Конечно, она имела в виду учеников второго класса лицея в Эврё, но я первым делом подумала о Жаке и Ноэми.

– Жозиан, – снова заговорил мэр, – вам что-нибудь говорят имена Пьер Жозеф Дебор и Жозеф Анжелетти?

– Жозеф Анжелетти – нет, я о таком не слыхала, – ответила она, глядя на мэра. – А вот про Пьера Жозефа Дебора знаю, конечно. – Жозиан пожала плечами, как будто это было очевидно.

– Что вы имеете в виду, Жозиан? – спросил мэр.

– Пьер Жозеф Дебор… это муж учительницы. Тот, что при немцах работал в префектуре…

Меня тронуло, что этот человек согласился быть свидетелем на свадьбе у семьи евреев Рабиновичей. Он погиб несколько месяцев спустя, опять же стараясь помочь ближним. Зато те, кто устроил ему ловушку и заманил в нее, наверняка уцелели и доживают свой стариковский век где-нибудь в доме престарелых.

– У вас есть еще какие-нибудь архивные данные, связанные с семьей Рабинович? – спросила Леля.

– Как раз хотела сказать, – ответила Жозиан, – когда я прочитала письмо от этих лицеистов, я стала искать документы… но здесь у нас ничего не нашла. Я поговорила об этом со своей матерью, Роз Мадлен, – ей восемьдесят восемь лет, но она по-прежнему в здравом уме. Она рассказала, что во времена, когда она работала секретарем в мэрии, ей пришло письмо с просьбой вписать имена четверых Рабиновичей на памятник жертвам войны в Лефорже.

И тут же мы с Лелей в один голос спросили:

– Ваша мама упоминала, кто прислал письмо?

– Нет, она помнила только, что оно пришло с юга Франции.

– Вы знаете, когда был получен этот запрос?

– Где-то в пятидесятые годы.

– Вы можете показать нам письмо? – спросила я.

– Я искала его в архивах мэрии, но не нашла… везде смотрела. Я так думаю, его увезли вместе с другими архивами в префектуру.

– Значит, еще в пятидесятые был человек, который хотел, чтобы их четыре имени стояли рядом, – сказала Леля, размышляя вслух.

Ее слова, казалось, взволновали мэра не меньше нашего.

– Я хотел бы, чтобы мэрия организовала церемонию, чтобы увековечить память о вашей семье, – сказал он. – И обязательно надо довести дело до конца и вырезать их имена на камне.

– Было бы замечательно, – ответила Леля и тепло поблагодарила мэра. Его открытость и доб-рожелател ьность просто потрясли нас.

Выйдя из мэрии, мы присели на невысокую каменную стенку. Леля хотела перекурить, прежде чем снова садиться за руль.

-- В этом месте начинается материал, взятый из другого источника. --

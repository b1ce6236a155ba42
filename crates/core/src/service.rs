//! Consultation service and lifecycle operations.
//!
//! Every mutating operation is one load → mutate → save cycle over the whole
//! record set. The cycles are serialized through a process-wide lock so that
//! overlapping requests cannot interleave their read-modify-write windows and
//! silently drop each other's updates.

use crate::config::CoreConfig;
use crate::consultation::{Consultation, DeliveryDetails};
use crate::error::{ConsultationError, ConsultationResult};
use crate::store::ConsultationStore;
use std::sync::{Arc, Mutex, MutexGuard};

/// Pure consultation data operations - no API concerns
#[derive(Clone)]
pub struct ConsultationService {
    store: Arc<ConsultationStore>,
    lock: Arc<Mutex<()>>,
}

impl ConsultationService {
    /// Creates a service over the store configured in `cfg`.
    pub fn new(cfg: &CoreConfig) -> Self {
        Self::with_store(ConsultationStore::new(cfg.data_file()))
    }

    /// Creates a service over an explicit store, mainly for tests.
    pub fn with_store(store: ConsultationStore) -> Self {
        Self {
            store: Arc::new(store),
            lock: Arc::new(Mutex::new(())),
        }
    }

    /// Appends a new pending consultation at the head of the record set.
    ///
    /// Free-text fields are stored exactly as submitted; empty strings are
    /// accepted.
    pub fn submit(
        &self,
        student_name: String,
        student_id: String,
        symptoms: String,
    ) -> ConsultationResult<Consultation> {
        let _guard = self.acquire()?;

        let consultation = Consultation::new(student_name, student_id, symptoms);
        tracing::info!(id = consultation.id, "consultation submitted");

        let mut records = self.store.load()?;
        records.insert(0, consultation.clone());
        self.store.save(&records)?;

        Ok(consultation)
    }

    /// Returns the full record set verbatim, newest first.
    pub fn list(&self) -> ConsultationResult<Vec<Consultation>> {
        let _guard = self.acquire()?;
        self.store.load()
    }

    /// Records a doctor's response against the consultation with `id`.
    ///
    /// Fails with [`ConsultationError::NotFound`] when the id is unknown, in
    /// which case the store is left untouched.
    pub fn respond(
        &self,
        id: i64,
        diagnosis: String,
        medicine: String,
        price: f64,
    ) -> ConsultationResult<Consultation> {
        let _guard = self.acquire()?;

        let mut records = self.store.load()?;
        let consultation = records
            .iter_mut()
            .find(|c| c.id == id)
            .ok_or(ConsultationError::NotFound(id))?;

        consultation.record_response(diagnosis, medicine, price);
        let updated = consultation.clone();
        tracing::info!(id, "doctor response recorded");

        self.store.save(&records)?;
        Ok(updated)
    }

    /// Confirms payment for the consultation with `id` and attaches the
    /// delivery details.
    ///
    /// Fails with [`ConsultationError::NotFound`] when the id is unknown, in
    /// which case the store is left untouched.
    pub fn confirm_payment(
        &self,
        id: i64,
        delivery_details: DeliveryDetails,
    ) -> ConsultationResult<Consultation> {
        let _guard = self.acquire()?;

        let mut records = self.store.load()?;
        let consultation = records
            .iter_mut()
            .find(|c| c.id == id)
            .ok_or(ConsultationError::NotFound(id))?;

        consultation.record_payment(delivery_details);
        let updated = consultation.clone();
        tracing::info!(id, "payment confirmed");

        self.store.save(&records)?;
        Ok(updated)
    }

    fn acquire(&self) -> ConsultationResult<MutexGuard<'_, ()>> {
        self.lock.lock().map_err(|_| ConsultationError::LockPoisoned)
    }
}

#[cfg(test)]
mod tests {
    use super::*;
    use crate::consultation::{ConsultationStatus, PaymentStatus};
    use std::fs;
    use tempfile::TempDir;

    fn service_in(dir: &TempDir) -> ConsultationService {
        ConsultationService::with_store(ConsultationStore::new(
            dir.path().join("consultations.json"),
        ))
    }

    fn delivery() -> DeliveryDetails {
        DeliveryDetails {
            hostel_type: "boys".into(),
            hostel_block: "B2".into(),
            room_number: "101".into(),
        }
    }

    #[test]
    fn submit_adds_exactly_one_pending_record() {
        let dir = TempDir::new().unwrap();
        let service = service_in(&dir);

        service
            .submit("A".into(), "1".into(), "fever".into())
            .unwrap();

        let records = service.list().unwrap();
        assert_eq!(records.len(), 1);
        assert_eq!(records[0].status, ConsultationStatus::Pending);
        assert_eq!(records[0].student_name, "A");
        assert_eq!(records[0].student_id, "1");
        assert_eq!(records[0].symptoms, "fever");
    }

    #[test]
    fn newest_submission_is_listed_first() {
        let dir = TempDir::new().unwrap();
        let service = service_in(&dir);

        let first = service
            .submit("A".into(), "1".into(), "fever".into())
            .unwrap();
        let second = service
            .submit("B".into(), "2".into(), "cough".into())
            .unwrap();

        let records = service.list().unwrap();
        assert_eq!(records[0].id, second.id);
        assert_eq!(records[1].id, first.id);
    }

    #[test]
    fn empty_free_text_is_accepted_verbatim() {
        let dir = TempDir::new().unwrap();
        let service = service_in(&dir);

        service.submit(String::new(), String::new(), String::new()).unwrap();

        assert_eq!(service.list().unwrap()[0].student_name, "");
    }

    #[test]
    fn respond_transitions_a_pending_record() {
        let dir = TempDir::new().unwrap();
        let service = service_in(&dir);
        let submitted = service
            .submit("A".into(), "1".into(), "fever".into())
            .unwrap();

        let updated = service
            .respond(submitted.id, "flu".into(), "paracetamol".into(), 50.0)
            .unwrap();

        assert_eq!(updated.status, ConsultationStatus::Completed);
        assert_eq!(updated.payment_status, PaymentStatus::Pending);
        assert!(updated.response.is_some());

        // The transition is durable, not just in the returned copy.
        let listed = service.list().unwrap();
        assert_eq!(listed[0].status, ConsultationStatus::Completed);
    }

    #[test]
    fn respond_overwrites_an_existing_response() {
        let dir = TempDir::new().unwrap();
        let service = service_in(&dir);
        let submitted = service
            .submit("A".into(), "1".into(), "fever".into())
            .unwrap();

        service
            .respond(submitted.id, "flu".into(), "paracetamol".into(), 50.0)
            .unwrap();
        let updated = service
            .respond(submitted.id, "sinusitis".into(), "cetirizine".into(), 80.0)
            .unwrap();

        let response = updated.response.unwrap();
        assert_eq!(response.diagnosis, "sinusitis");
        assert_eq!(response.price, 80.0);
    }

    #[test]
    fn confirm_payment_marks_record_paid_with_delivery_details() {
        let dir = TempDir::new().unwrap();
        let service = service_in(&dir);
        let submitted = service
            .submit("A".into(), "1".into(), "fever".into())
            .unwrap();
        service
            .respond(submitted.id, "flu".into(), "paracetamol".into(), 50.0)
            .unwrap();

        let updated = service.confirm_payment(submitted.id, delivery()).unwrap();

        assert_eq!(updated.payment_status, PaymentStatus::Paid);
        assert_eq!(
            updated.delivery_details.unwrap().hostel_block,
            "B2"
        );
    }

    #[test]
    fn unknown_id_fails_and_leaves_the_store_unchanged() {
        let dir = TempDir::new().unwrap();
        let service = service_in(&dir);
        service
            .submit("A".into(), "1".into(), "fever".into())
            .unwrap();

        let before = fs::read_to_string(dir.path().join("consultations.json")).unwrap();

        assert!(matches!(
            service.respond(42, "flu".into(), "paracetamol".into(), 50.0),
            Err(ConsultationError::NotFound(42))
        ));
        assert!(matches!(
            service.confirm_payment(42, delivery()),
            Err(ConsultationError::NotFound(42))
        ));

        let after = fs::read_to_string(dir.path().join("consultations.json")).unwrap();
        assert_eq!(before, after);
    }

    #[test]
    fn full_lifecycle_is_reflected_by_listing_after_each_step() {
        let dir = TempDir::new().unwrap();
        let service = service_in(&dir);

        let submitted = service
            .submit("A".into(), "1".into(), "fever".into())
            .unwrap();
        assert_eq!(service.list().unwrap()[0].status, ConsultationStatus::Pending);

        service
            .respond(submitted.id, "flu".into(), "paracetamol".into(), 50.0)
            .unwrap();
        let listed = service.list().unwrap();
        assert_eq!(listed[0].payment_status, PaymentStatus::Pending);
        assert_eq!(listed[0].response.as_ref().unwrap().diagnosis, "flu");

        service.confirm_payment(submitted.id, delivery()).unwrap();
        let listed = service.list().unwrap();
        assert_eq!(listed[0].payment_status, PaymentStatus::Paid);
        assert_eq!(
            listed[0].delivery_details.as_ref().unwrap().room_number,
            "101"
        );
    }
}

Потом она раздавила окурок ногой, и мы пошли к машине. Еще издалека мы заметили на ветровом стекле конверт из крафтовой бумаги размером с половину писчего листа, придавленный лапкой стеклоочистителя.

– Это что такое? – спросила я.

– Откуда мне знать? – ответила мама, изумленная не меньше моего.

– Явно дело рук человека, который знает, что мы приехали на этой машине.

– И следит за нами…

– Наверное, один из тех, к кому мы заходили.

Внутри оказалось пять открыток и никакого пояснения. Все они были перевязаны старой, потертой ленточкой. Каждая открытка представляла собой памятник в каком-либо крупном городе: церковь Святой Магдалины в Париже, вид Бостона в США, собор Парижской Богоматери, мост в Филадельфии. В точности такие же, как вид Опера Гарнье.

Все открытки выпущены во время войны. Отправлены по адресу: улица Адмирала Муше, 78, 75014, Париж, Эфраиму Рабиновичу.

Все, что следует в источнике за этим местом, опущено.